### THE TASK
Filter these entries down to lines holding "values".

(Stored items)
.....
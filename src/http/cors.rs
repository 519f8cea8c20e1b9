use vercel_runtime::{Body, Response};

const ALLOW_METHODS: &str = "POST, GET, OPTIONS";
const ALLOW_HEADERS: &str = "Content-Type";
const MAX_AGE: &str = "86400";

/// How `Access-Control-Allow-Origin` is filled in.
#[derive(Debug, Clone, Copy, PartialEq, Eq, Default)]
pub enum CorsPolicy {
    /// Always `*`.
    #[default]
    AnyOrigin,
    /// Echo the request's `Origin` back and add `Vary: Origin`.
    EchoOrigin,
}

impl CorsPolicy {
    /// Unknown values fall back to [`CorsPolicy::AnyOrigin`].
    pub fn parse(value: &str) -> Self {
        match value.trim().to_ascii_lowercase().as_str() {
            "echo" | "origin" => CorsPolicy::EchoOrigin,
            _ => CorsPolicy::AnyOrigin,
        }
    }

    pub fn apply(&self, mut resp: Response<Body>, origin: Option<&str>) -> Response<Body> {
        let allow_origin = match (self, origin) {
            (CorsPolicy::EchoOrigin, Some(o)) if !o.is_empty() => o,
            _ => "*",
        };
        let h = resp.headers_mut();
        let pairs: [(&'static str, &str); 4] = [
            ("access-control-allow-origin", allow_origin),
            ("access-control-allow-methods", ALLOW_METHODS),
            ("access-control-allow-headers", ALLOW_HEADERS),
            ("access-control-max-age", MAX_AGE),
        ];
        for (name, value) in pairs {
            match value.parse() {
                Ok(v) => {
                    h.insert(name, v);
                }
                Err(_) => tracing::warn!(header = name, "dropping unrepresentable CORS header value"),
            }
        }
        if *self == CorsPolicy::EchoOrigin {
            if let Ok(v) = "Origin".parse() {
                h.insert("vary", v);
            }
        }
        resp
    }
}
use serde_json::{Value, json};
use vercel_runtime::{Body, Response, StatusCode};

use crate::error::AppError;

pub fn error_response(err: &AppError) -> (StatusCode, Value) {
    match err {
        AppError::MethodNotAllowed => (StatusCode::METHOD_NOT_ALLOWED, json!({"error":"Method not allowed"})),
        AppError::InvalidPayload => (StatusCode::BAD_REQUEST, json!({"error":"Invalid payload"})),
        AppError::MissingCredential(_) => (
            StatusCode::INTERNAL_SERVER_ERROR,
            json!({"error":"Server misconfigured","details":err.to_string()}),
        ),
        AppError::Upstream(msg) => (StatusCode::INTERNAL_SERVER_ERROR, json!({"error":"OpenAI error","details":msg})),
        AppError::Http(e) => (StatusCode::INTERNAL_SERVER_ERROR, json!({"error":"Server error","details":e.to_string()})),
        AppError::Json(e) => (StatusCode::INTERNAL_SERVER_ERROR, json!({"error":"Server error","details":e.to_string()})),
        AppError::Other(e) => (StatusCode::INTERNAL_SERVER_ERROR, json!({"error":"Server error","details":e.to_string()})),
    }
}

pub fn json_response<T: serde::Serialize>(status: StatusCode, value: &T) -> anyhow::Result<Response<Body>> {
    Ok(Response::builder()
        .status(status)
        .header("Content-Type", "application/json")
        .body(serde_json::to_string(value)?.into())?)
}

/// 405 carries an `Allow` header listing the methods the function answers.
pub fn method_not_allowed() -> anyhow::Result<Response<Body>> {
    let (status, body) = error_response(&AppError::MethodNotAllowed);
    Ok(Response::builder()
        .status(status)
        .header("Allow", "POST, GET, OPTIONS")
        .header("Content-Type", "application/json")
        .body(body.to_string().into())?)
}

pub fn no_content() -> anyhow::Result<Response<Body>> {
    Ok(Response::builder().status(StatusCode::NO_CONTENT).body(Body::Empty)?)
}

#[cfg(test)]
mod tests {
    use super::*;

    #[test]
    fn upstream_error_carries_details() {
        let (status, body) = error_response(&AppError::Upstream("quota exceeded".into()));
        assert_eq!(status, StatusCode::INTERNAL_SERVER_ERROR);
        assert_eq!(body, json!({"error":"OpenAI error","details":"quota exceeded"}));
    }

    #[test]
    fn missing_credential_names_the_variable() {
        let (status, body) = error_response(&AppError::MissingCredential("OPENAI_API_KEY"));
        assert_eq!(status, StatusCode::INTERNAL_SERVER_ERROR);
        assert_eq!(body["details"], "OPENAI_API_KEY is not set");
    }

    #[test]
    fn payload_errors_are_bad_requests() {
        let (status, body) = error_response(&AppError::InvalidPayload);
        assert_eq!(status, StatusCode::BAD_REQUEST);
        assert!(body.get("details").is_none());
    }
}
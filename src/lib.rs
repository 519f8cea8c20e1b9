pub mod clients;
pub mod config;
pub mod error;
pub mod http;
pub mod models;
pub mod services;
pub mod telemetry;

pub use config::RelayConfig;
pub use error::{AppError, Result};
pub use services::chat_relay::ChatRelay;
use crate::http::cors::CorsPolicy;

pub const DEFAULT_OPENAI_BASE_URL: &str = "https://api.openai.com";
pub const DEFAULT_OPENAI_MODEL: &str = "gpt-4o-mini";
pub const DEFAULT_LEAD_WEBHOOK_URL: &str = "https://hooks.zapier.com/hooks/catch/14133549/ug7yfjo/";

pub const DEFAULT_SYSTEM_PROMPT: &str = "\
You are a friendly assistant for ROMA Heating & Cooling in Greater Vancouver.
Keep replies short and natural.
Help users explain their heating/boiler/heat pump issue.
Gently ask for name, phone, email, and city without being pushy.
If the user shares contact info, confirm help is on the way.
";

/// Everything the relay needs, resolved once per function instance.
#[derive(Debug, Clone)]
pub struct RelayConfig {
    /// `None` is reported per request as a 500, never at startup.
    pub openai_api_key: Option<String>,
    pub openai_base_url: String,
    pub openai_model: String,
    pub system_prompt: String,
    pub lead_webhook_url: String,
    pub cors: CorsPolicy,
}

impl Default for RelayConfig {
    fn default() -> Self {
        Self {
            openai_api_key: None,
            openai_base_url: DEFAULT_OPENAI_BASE_URL.into(),
            openai_model: DEFAULT_OPENAI_MODEL.into(),
            system_prompt: DEFAULT_SYSTEM_PROMPT.into(),
            lead_webhook_url: DEFAULT_LEAD_WEBHOOK_URL.into(),
            cors: CorsPolicy::default(),
        }
    }
}

impl RelayConfig {
    pub fn from_env() -> Self {
        let defaults = Self::default();
        Self {
            openai_api_key: env_var("OPENAI_API_KEY").or_else(|| env_var("OPENAI_KEY")),
            openai_base_url: env_var("OPENAI_BASE_URL").unwrap_or(defaults.openai_base_url),
            openai_model: env_var("OPENAI_MODEL").unwrap_or(defaults.openai_model),
            system_prompt: env_var("CHAT_SYSTEM_PROMPT").unwrap_or(defaults.system_prompt),
            lead_webhook_url: env_var("LEAD_WEBHOOK_URL").unwrap_or(defaults.lead_webhook_url),
            cors: env_var("CORS_ORIGIN_MODE").map(|v| CorsPolicy::parse(&v)).unwrap_or(defaults.cors),
        }
    }

    pub fn completions_url(&self) -> String {
        format!("{}/v1/chat/completions", self.openai_base_url.trim_end_matches('/'))
    }
}

// Blank values are treated as unset.
fn env_var(key: &str) -> Option<String> {
    std::env::var(key).ok().filter(|v| !v.trim().is_empty())
}
//! Common test utilities and fixture helpers.

use std::path::PathBuf;

use flightpath_lib::{build_network_graph, load_network, Graph, Network, RoutingConfig};

#[allow(dead_code)]
/// Path to the OpenFlights fixture tables used by tests.
pub fn fixtures_dir() -> PathBuf {
    PathBuf::from(env!("CARGO_MANIFEST_DIR")).join("../../docs/fixtures/openflights")
}

#[allow(dead_code)]
/// Load the fixture network.
pub fn fixture_network() -> Network {
    load_network(&fixtures_dir()).expect("fixture network loads")
}

/// Load the fixture network and build its graph with the given config.
#[allow(dead_code)]
pub fn fixture_graph(config: &RoutingConfig) -> (Network, Graph) {
    let network = fixture_network();
    let graph = build_network_graph(&network, &config.graph_options()).expect("graph builds");
    (network, graph)
}

/// Resolve a code that is known to exist in the fixture.
#[allow(dead_code)]
pub fn id(network: &Network, code: &str) -> flightpath_lib::LocationId {
    network
        .location_id_by_code(code)
        .unwrap_or_else(|| panic!("{code} present in fixture"))
}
.....
### TASK ANSWER
    /// Unknown values fall back to [`CorsPolicy::AnyOrigin`].
// Blank values are treated as unset.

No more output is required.